## ASSIGNED TASK
Give back each line of the material that contains the word "Define".

_ _ _ _ _

//! # eve-app
//!
//! Application layer: use-cases, **port definitions** (traits) and view
//! projections.
//!
//! ## Responsibilities
//! - Define **port traits** that adapters must implement (driven/outbound ports):
//!   - `HomeApi`: read rooms, fridges and occupant metrics from the home API
//! - Define **driving/inbound** use-cases:
//!   - `Dashboard`: owns the dashboard state, fetches live data once on
//!     mount and falls back to fixtures on any failure
//!   - `ModeController`: home / away / sleep toggle with derived banner
//! - Project immutable snapshots into **views** (room cards, fridge and
//!   metric panels) without knowing how they are rendered
//!
//! ## Dependency rule
//! Depends on `eve-domain` only (plus `tokio` for tasks and locks).
//! Never imports adapter crates. Adapters depend on *this* crate, not the reverse.

pub mod ports;
pub mod services;
pub mod view;
//! Axum router assembly.

use axum::Router;
use axum::routing::get;
use tower_http::trace::TraceLayer;

use eve_app::ports::HomeApi;

use crate::state::AppState;

/// Build the top-level axum [`Router`].
///
/// Merges API routes under `/api` and dashboard routes at `/`.
/// Includes a [`TraceLayer`] that logs each HTTP request/response at the
/// `DEBUG` level using the `tracing` ecosystem.
pub fn build<A>(state: AppState<A>) -> Router
where
    A: HomeApi + 'static,
{
    Router::new()
        .route("/health", get(health_check))
        .nest("/api", crate::api::routes::<A>())
        .merge(crate::dashboard::routes::<A>())
        .layer(TraceLayer::new_for_http())
        .with_state(state)
}

async fn health_check() -> &'static str {
    "OK"
}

_ _ _ _ _

## TASK ANSWER
//! - Define **port traits** that adapters must implement (driven/outbound ports):
//! - Define **driving/inbound** use-cases:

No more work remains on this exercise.